Pendant plus de 40 ans, s’inspirant de ses souvenirs d’enfance en Tunisie, elle composera les légendaires et iconiques vitrines pour la maison Hermès et imprimera à tout jamais les mises en scène de cette grande maison. Pour les designers et les décorateurs du monde entier, elle représentait une divine Pythie dictant les couleurs, les modes et les tendances. À l’Institut du monde arabe, une mémorable rétrospective lui avait été consacrée en 2010. Leïla Menchari avait tenu, elle-même, à organiser cette sublime exposition.

Un oeil sur tout

Exigeante et gardant un œil sur tout, elle avait créé des décors, véritables petits théâtres où elle avait exigé de mettre en avant le savoir-faire d’artisans et d’artistes de la Méditerranée. Mosaïste, dinandier, tailleurs de pierre, nattier, tous ceux qui inspirèrent son travail étaient là. En femme généreuse, elle souhaitait leur rendre hommage et redonner leurs lettres de noblesse.Avant tout le monde, elle aura su affirmer l’importance, la préciosité et la grâce des métiers d’art, cet art si noble de la main.
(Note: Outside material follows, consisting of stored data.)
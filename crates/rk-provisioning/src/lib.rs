//! # RosterKit Provisioning
//!
//! Client-side account provisioning over a remote data service: the
//! verification gate in front of log-in, role and group bootstrap for the
//! first account, membership for everyone after it, per-account access
//! control, retried server procedures and a shared account listing.
//!
//! ## Quick Start
//!
//! ```rust,no_run
//! use rk_config::AppConfig;
//! use rk_provisioning::{Provisioning, SignUpRequest};
//!
//! #[tokio::main]
//! async fn main() -> Result<(), Box<dyn std::error::Error>> {
//!     let config = AppConfig::load()?;
//!     let provisioning = Provisioning::from_config(&config)?;
//!
//!     let account = provisioning
//!         .sign_up(SignUpRequest::new("alice", "secret").with_email("alice@example.com"))
//!         .await?;
//!     println!("Signed up {} (admin: {})", account.username, account.is_admin);
//!
//!     Ok(())
//! }
//! ```
//!
//! Everything talks to the remote side through the [`DataService`] trait.
//! [`RestDataService`] is the HTTP implementation, [`MemoryDataService`]
//! keeps everything in process for tests and local runs.

pub mod acl;
pub mod bootstrap;
pub mod cache;
pub mod error;
pub mod facade;
pub mod memory;
pub mod model;
pub mod policy;
pub mod procedure;
pub mod rest;
pub mod retry;
pub mod role;
pub mod service;
pub mod verification;

// Re-export main types
pub use error::{Error, Result};
pub use facade::{Provisioning, ProvisioningSettings};
pub use memory::MemoryDataService;
pub use model::{Account, AccountPatch, Group, NewRole, Role, RoleName, SignUpRequest};
pub use policy::{Access, AccessControlPolicy, Grantee};
pub use rest::RestDataService;
pub use retry::RetryPolicy;
pub use service::{AccountQuery, DataService, MembershipChange, RoleQuery};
Avec son meilleur ami, son âme sœur, le si regretté Azzedine Alaïa, nous avions l’habitude de nous retrouver. Chaque rencontre avec Leïla et Azzedine était un voyage unique et inoubliable au pays du raffinement et de la beauté.
La « Reine Mage » décrite par Michel Tournier est partie mais son univers enchanteur et féerique nous transportera toujours et ne cessera de nous faire rêver.